The OMSC, which was headquartered in New Haven for decades, has held its artist-in-residence program since the early 2000s—an effort to bring an artist’s perspective to global Christian issues that the center focuses on in its research.
As Hastings was planning this year’s residency—the first in OMSC’s new home at Princeton Seminary—he consulted with a Seminary colleague, Afe Adogame, the Maxwell M. Upson Professor of Religion and Society, who recommended Nicodemus.
Hastings agreed she was an ideal choice. The OMSC’s research into world Christianity, he explains, is attuned to silent and silenced voices, especially those from oppressed and marginalized communities. And, he added, Nicodemus’s artistic reflections on trauma and suffering are essential viewing for students training for ministry.
“Evelyn has experienced trauma in her life, and she has witnessed trauma,” Hastings said. “Her work is not just a commentary, but an interpretation of trauma, and it embodies expressions of deep hope and communal healing.”
Nicodemus grew up in the Tanzanian town of Marangu, known as a gateway to Mount Kilimanjaro. She has long resisted societal limitations on women.

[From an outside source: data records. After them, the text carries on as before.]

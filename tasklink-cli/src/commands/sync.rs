//! `tasklink sync`: run one reconciliation pass in the foreground.

use anyhow::{Context, Result};
use chrono::Utc;
use clap::Args;
use colored::Colorize;
use serde::Serialize;
use tabled::{settings::Style, Table, Tabled};

use tasklink_core::config;
use tasklink_sync::{EntityReport, Outcome, PassMode, PassReport, PassSummary};

/// Arguments for `tasklink sync`.
#[derive(Args, Debug)]
pub struct SyncArgs {
    /// Read both stores and report the decisions without writing anything.
    #[arg(long)]
    pub dry_run: bool,

    /// Emit machine-readable JSON.
    #[arg(long)]
    pub json: bool,

    /// Also list entities that needed no change.
    #[arg(long, short = 'v')]
    pub verbose: bool,
}

impl SyncArgs {
    pub fn run(self) -> Result<()> {
        tasklink_daemon::init_tracing("warn");
        let home = super::home()?;
        let config = config::load_effective_at(&home)
            .context("failed to load config; run `tasklink init` and fill it in")?;

        let mode = if self.dry_run {
            PassMode::DryRun
        } else {
            PassMode::Live
        };
        let report =
            tasklink_stores::run_pass(&home, &config, mode).context("sync pass failed")?;
        let summary = report.summary(Utc::now());

        if self.json {
            print_json(&report, summary)?;
        } else {
            print_table(&report, &summary, self.verbose);
        }
        Ok(())
    }
}

#[derive(Serialize)]
struct SyncReportJson<'a> {
    summary: PassSummary,
    entities: Vec<EntityJson<'a>>,
}

#[derive(Serialize)]
struct EntityJson<'a> {
    kind: String,
    direction: String,
    source_id: Option<&'a str>,
    mirror_id: Option<&'a str>,
    label: &'a str,
    outcome: &'static str,
    detail: String,
}

impl<'a> From<&'a EntityReport> for EntityJson<'a> {
    fn from(e: &'a EntityReport) -> Self {
        Self {
            kind: e.kind.to_string(),
            direction: e.direction.to_string(),
            source_id: e.source_id.as_ref().map(|id| id.as_str()),
            mirror_id: e.mirror_id.as_ref().map(|id| id.as_str()),
            label: &e.label,
            outcome: e.outcome.verb(),
            detail: e.outcome.detail(),
        }
    }
}

#[derive(Tabled)]
struct EntityRow {
    #[tabled(rename = "direction")]
    direction: String,
    #[tabled(rename = "kind")]
    kind: String,
    #[tabled(rename = "name")]
    label: String,
    #[tabled(rename = "outcome")]
    outcome: String,
    #[tabled(rename = "detail")]
    detail: String,
}

fn print_json(report: &PassReport, summary: PassSummary) -> Result<()> {
    let payload = SyncReportJson {
        summary,
        entities: report.entries.iter().map(EntityJson::from).collect(),
    };
    println!(
        "{}",
        serde_json::to_string_pretty(&payload).context("failed to serialize sync report")?
    );
    Ok(())
}

fn print_table(report: &PassReport, summary: &PassSummary, verbose: bool) {
    let prefix = if report.dry_run { "[dry-run] " } else { "" };
    let rows: Vec<EntityRow> = report
        .entries
        .iter()
        .filter(|e| verbose || e.outcome != Outcome::Unchanged)
        .map(|e| EntityRow {
            direction: e.direction.to_string(),
            kind: e.kind.to_string(),
            label: truncate(&e.label, 40),
            outcome: outcome_label(&e.outcome),
            detail: e.outcome.detail(),
        })
        .collect();

    if !rows.is_empty() {
        let mut table = Table::new(rows);
        table.with(Style::rounded());
        println!("{table}");
    }

    println!(
        "{prefix}✓ pass finished in {} ms: {} created, {} updated, {} unchanged, {} skipped, {} failed",
        summary.duration_ms,
        summary.created,
        summary.updated,
        summary.unchanged,
        summary.skipped,
        summary.failed,
    );
    if report.dry_run {
        println!(
            "{prefix}{} mirror command(s) queued but not sent; cursors not advanced",
            summary.queued_commands
        );
    } else if let Some(cursor) = &summary.cursor {
        println!(
            "  {} command(s) committed, next cursor {cursor}",
            summary.committed_commands
        );
    }
    if summary.failed > 0 {
        println!(
            "{}",
            "Some entities failed; they are retried on the next pass.".yellow()
        );
    }
}

fn outcome_label(outcome: &Outcome) -> String {
    let verb = outcome.verb();
    match outcome {
        Outcome::Created => verb.green().bold().to_string(),
        Outcome::Updated(_) => verb.cyan().to_string(),
        Outcome::Unchanged => verb.bright_black().to_string(),
        Outcome::Skipped(_) => verb.yellow().to_string(),
        Outcome::Failed(_) => verb.red().bold().to_string(),
    }
}

fn truncate(text: &str, max: usize) -> String {
    if text.chars().count() <= max {
        return text.to_owned();
    }
    let mut out: String = text.chars().take(max.saturating_sub(1)).collect();
    out.push('…');
    out
}
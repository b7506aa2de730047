//! Destinations for bytes read off connections.
//!
//! The event loop hands every read of one or more bytes to a `Sink`, trimmed,
//! together with the connection that produced it. A payload may be empty
//! when the read held only whitespace or padding. Delivery is in receipt
//! order per connection; nothing is delivered for a connection once its close
//! has been reported.

use crate::runtime::ConnectionId;
use bytes::Bytes;
use std::net::SocketAddr;
use std::sync::mpsc::Sender;
use tracing::{debug, info};

/// Receiver of relayed payloads.
pub trait Sink {
    /// One read's worth of trimmed bytes from `conn`.
    fn deliver(&mut self, conn: ConnectionId, peer: SocketAddr, payload: Bytes);

    /// `conn` was torn down. Called once per connection.
    fn closed(&mut self, _conn: ConnectionId, _peer: SocketAddr) {}
}

/// Logs each payload as text, one line per read.
#[derive(Debug, Default)]
pub struct ConsoleSink;

impl Sink for ConsoleSink {
    fn deliver(&mut self, conn: ConnectionId, peer: SocketAddr, payload: Bytes) {
        let body = String::from_utf8_lossy(&payload);
        info!(conn_id = conn, peer = %peer, "Received data: {}", body);
    }

    fn closed(&mut self, conn: ConnectionId, peer: SocketAddr) {
        debug!(conn_id = conn, peer = %peer, "Peer closed");
    }
}

/// Event forwarded by `ChannelSink`.
#[derive(Debug, Clone, PartialEq, Eq)]
pub enum SinkEvent {
    Data {
        conn: ConnectionId,
        peer: SocketAddr,
        payload: Bytes,
    },
    Closed {
        conn: ConnectionId,
        peer: SocketAddr,
    },
}

/// Forwards events to another thread over a channel.
///
/// A disconnected receiver is not an error for the loop; events are dropped.
#[derive(Debug, Clone)]
pub struct ChannelSink {
    tx: Sender<SinkEvent>,
}

impl ChannelSink {
    pub fn new(tx: Sender<SinkEvent>) -> Self {
        Self { tx }
    }
}

impl Sink for ChannelSink {
    fn deliver(&mut self, conn: ConnectionId, peer: SocketAddr, payload: Bytes) {
        let _ = self.tx.send(SinkEvent::Data {
            conn,
            peer,
            payload,
        });
    }

    fn closed(&mut self, conn: ConnectionId, peer: SocketAddr) {
        let _ = self.tx.send(SinkEvent::Closed { conn, peer });
    }
}

/// Strip leading and trailing bytes at or below `0x20`.
///
/// Covers whitespace, line endings and the NUL padding a fixed-size client
/// buffer leaves behind.
pub fn trim_payload(bytes: &[u8]) -> &[u8] {
    let start = match bytes.iter().position(|&b| b > b' ') {
        Some(start) => start,
        None => return &[],
    };
    // A non-control byte exists, so rposition finds one too.
    let end = bytes.iter().rposition(|&b| b > b' ').map_or(start, |i| i + 1);
    &bytes[start..end]
}
//! Configuration for the relay server and the stdin relay client.
//!
//! Supports both command-line arguments and TOML configuration file.
//! CLI arguments take precedence over config file values.

use crate::error::ConfigError;
use clap::{Parser, ValueEnum};
use serde::Deserialize;
use std::net::SocketAddr;
use std::path::PathBuf;

/// What the read handler does with a connection whose read failed.
#[derive(Debug, Clone, Copy, PartialEq, Eq, Default, Deserialize, ValueEnum)]
#[serde(rename_all = "lowercase")]
pub enum ReadErrorPolicy {
    /// Log the failure and leave the connection registered.
    #[default]
    Keep,
    /// Log the failure and tear the connection down.
    Close,
}

/// Command-line arguments for the relay server
#[derive(Parser, Debug)]
#[command(name = "relay-reactor")]
#[command(version = "0.1.0")]
#[command(about = "Relays inbound TCP bytes to the console log", long_about = None)]
pub struct CliArgs {
    /// Path to TOML configuration file
    #[arg(short, long)]
    pub config: Option<PathBuf>,

    /// Address to bind to (e.g., 0.0.0.0:8765)
    #[arg(short = 'l', long)]
    pub listen: Option<String>,

    /// Listen backlog passed to listen(2)
    #[arg(long)]
    pub backlog: Option<u32>,

    /// Per-connection read buffer size in bytes
    #[arg(short = 'b', long)]
    pub buffer_size: Option<usize>,

    /// Maximum readiness events returned by one wait
    #[arg(long)]
    pub event_capacity: Option<usize>,

    /// What to do with a connection after a read error
    #[arg(long, value_enum)]
    pub read_error_policy: Option<ReadErrorPolicy>,

    /// Log level (trace, debug, info, warn, error)
    #[arg(long, default_value = "info")]
    pub log_level: String,
}

/// TOML configuration file structure
#[derive(Debug, Deserialize, Default)]
pub struct TomlConfig {
    #[serde(default)]
    pub server: ServerConfig,
    #[serde(default)]
    pub runtime: RuntimeConfig,
    #[serde(default)]
    pub logging: LoggingConfig,
}

/// Listener configuration
#[derive(Debug, Deserialize)]
pub struct ServerConfig {
    /// Address to bind to
    #[serde(default = "default_listen")]
    pub listen: String,
    #[serde(default = "default_backlog")]
    pub backlog: u32,
}

impl Default for ServerConfig {
    fn default() -> Self {
        Self {
            listen: default_listen(),
            backlog: default_backlog(),
        }
    }
}

/// Event loop configuration
#[derive(Debug, Deserialize)]
pub struct RuntimeConfig {
    /// Per-connection read buffer size in bytes
    #[serde(default = "default_buffer_size")]
    pub buffer_size: usize,
    /// Capacity of the readiness event set
    #[serde(default = "default_event_capacity")]
    pub event_capacity: usize,
    #[serde(default)]
    pub read_error_policy: ReadErrorPolicy,
}

impl Default for RuntimeConfig {
    fn default() -> Self {
        Self {
            buffer_size: default_buffer_size(),
            event_capacity: default_event_capacity(),
            read_error_policy: ReadErrorPolicy::default(),
        }
    }
}

/// Logging configuration
#[derive(Debug, Deserialize)]
pub struct LoggingConfig {
    /// Log level
    #[serde(default = "default_log_level")]
    pub level: String,
}

impl Default for LoggingConfig {
    fn default() -> Self {
        Self {
            level: default_log_level(),
        }
    }
}

fn default_listen() -> String {
    "0.0.0.0:8765".to_string()
}

fn default_backlog() -> u32 {
    1024
}

pub(crate) fn default_buffer_size() -> usize {
    1024
}

fn default_event_capacity() -> usize {
    1024
}

fn default_log_level() -> String {
    "info".to_string()
}

/// Final resolved configuration
#[derive(Debug, Clone)]
pub struct Config {
    pub listen: SocketAddr,
    pub backlog: u32,
    pub buffer_size: usize,
    pub event_capacity: usize,
    pub read_error_policy: ReadErrorPolicy,
    pub log_level: String,
}

impl Default for Config {
    fn default() -> Self {
        Self {
            listen: SocketAddr::from(([0, 0, 0, 0], 8765)),
            backlog: default_backlog(),
            buffer_size: default_buffer_size(),
            event_capacity: default_event_capacity(),
            read_error_policy: ReadErrorPolicy::default(),
            log_level: default_log_level(),
        }
    }
}

impl Config {
    /// Load configuration from CLI args and optional TOML file.
    /// CLI arguments take precedence over TOML file values.
    pub fn load() -> Result<Self, ConfigError> {
        let cli = CliArgs::parse();

        // Load TOML config if specified
        let toml_config = if let Some(ref config_path) = cli.config {
            let contents =
                std::fs::read_to_string(config_path).map_err(|source| ConfigError::FileRead {
                    path: config_path.clone(),
                    source,
                })?;
            toml::from_str(&contents).map_err(|source| ConfigError::TomlParse {
                path: config_path.clone(),
                source,
            })?
        } else {
            TomlConfig::default()
        };

        Self::merge(cli, toml_config)
    }

    /// Merge CLI args over TOML values and validate the result.
    pub fn merge(cli: CliArgs, toml_config: TomlConfig) -> Result<Self, ConfigError> {
        let listen = cli.listen.unwrap_or(toml_config.server.listen);
        let listen: SocketAddr = listen
            .parse()
            .map_err(|_| ConfigError::InvalidAddress(listen.clone()))?;

        let config = Config {
            listen,
            backlog: cli.backlog.unwrap_or(toml_config.server.backlog),
            buffer_size: cli.buffer_size.unwrap_or(toml_config.runtime.buffer_size),
            event_capacity: cli
                .event_capacity
                .unwrap_or(toml_config.runtime.event_capacity),
            read_error_policy: cli
                .read_error_policy
                .unwrap_or(toml_config.runtime.read_error_policy),
            log_level: if cli.log_level != "info" {
                cli.log_level
            } else {
                toml_config.logging.level
            },
        };
        config.validate()?;
        Ok(config)
    }

    fn validate(&self) -> Result<(), ConfigError> {
        if self.backlog == 0 {
            return Err(ConfigError::Zero { field: "backlog" });
        }
        if self.buffer_size == 0 {
            return Err(ConfigError::Zero {
                field: "buffer_size",
            });
        }
        if self.event_capacity == 0 {
            return Err(ConfigError::Zero {
                field: "event_capacity",
            });
        }
        Ok(())
    }
}

/// Command-line arguments for the stdin relay client
#[derive(Parser, Debug, Clone)]
#[command(name = "relay-client")]
#[command(version = "0.1.0")]
#[command(about = "Writes standard input to a relay-reactor server", long_about = None)]
pub struct ClientArgs {
    /// Server address to connect to
    #[arg(short = 'c', long, default_value = "127.0.0.1:8765")]
    pub connect: SocketAddr,

    /// Maximum bytes read from stdin per write
    #[arg(short = 'b', long, default_value_t = default_buffer_size())]
    pub chunk_size: usize,

    /// Log level (trace, debug, info, warn, error)
    #[arg(long, default_value = "info")]
    pub log_level: String,
}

As a child, she says, she wanted to be a carpenter, like her father, or a Lutheran bishop.
She moved to Sweden in the 1970s and was shocked to her core by the racism she experienced.
“If you are growing up where I grew up, among the Chagga people, you don’t even think about the color of your skin, because everyone looked like you,” she said.
She began painting in 1980, channeling those experiences into her art, eventually taking on universal themes of persecution and oppression. For her Reference Scroll, she used digitally printed texts from the two-volume Encyclopedia of Genocide by the scholar Israel W. Charny, added other sources, including her own research, and joined it all together with meticulously stitched linen columns.
Nicodemus described in a published essay the experience of slowly stitching together text that connected Auschwitz to Cambodia to Rwanda, and many others.
“My intention was to make our frightening collective memories and history visibly present at the exhibition, which I believe is a slightly different experience from reading about them in books,” she wrote.
In later years, Nicodemus took time out from painting. She earned her PhD in African Modern Art and Black Cultural Trauma, co-authored a textbook on art, and took care of her ailing husband. But in 2022, London gallerist Richard Saltoun brought her into the spotlight, staging her first solo exhibition since 2007.
Nicodemus said she’s grateful for the renewed attention as she enters one of the most productive periods of her career.
But she notes that it comes during an upsurge of authoritarianism in the world, and a heightening of racist and anti-immigrant sentiments in the West.
“There is a kind of regression; neo-Nazis are returning, and there is violence against the other, against people who look different,” she says. “All types of repression distress me, and in one form or another, my art will continue to take on the issue of trauma, the trauma we cause each other.”